= Isa Qosja =

Albanian film director

Isa Qosja (born in Vuthaj, Montenegro in 1949) is an Albanian film director. After gymnasium he studied dramatic art and acting in faculty of Prishtina.

==Life and career==

After he studied Academy of film, theater, radio and television in Belgrade.

Isa Qosja is the author of many artistic and documentary films, among the best known is "Proka" which has featured in many international festivals, including the RIFJ Cannes.

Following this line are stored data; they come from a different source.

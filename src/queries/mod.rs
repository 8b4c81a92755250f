//! Cache-backed read interface for the UI.
//!
//! Each module provides a query struct that borrows the
//! [`PersistentCache`](crate::cache::PersistentCache) and never touches the
//! network.

pub mod inventory;
pub mod products;
pub mod reference;

pub use inventory::InventoryQuery;
pub use products::{Page, ProductQuery, SearchProductsParams};
pub use reference::ReferenceQuery;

His second feature film, "Rojat e Mjegullës" (1988) dealt with the suffering and treatment of Albanians in time of the great communist repression.

In 2005 he directed Kukumi.

In 2014 he directed "Tri Dritare dhe Nje Varje" (Three Windows and a Hanging), which became the first Kosovan film to be submitted for the Academy Award for Best Foreign Language Film but it didn't get nominated.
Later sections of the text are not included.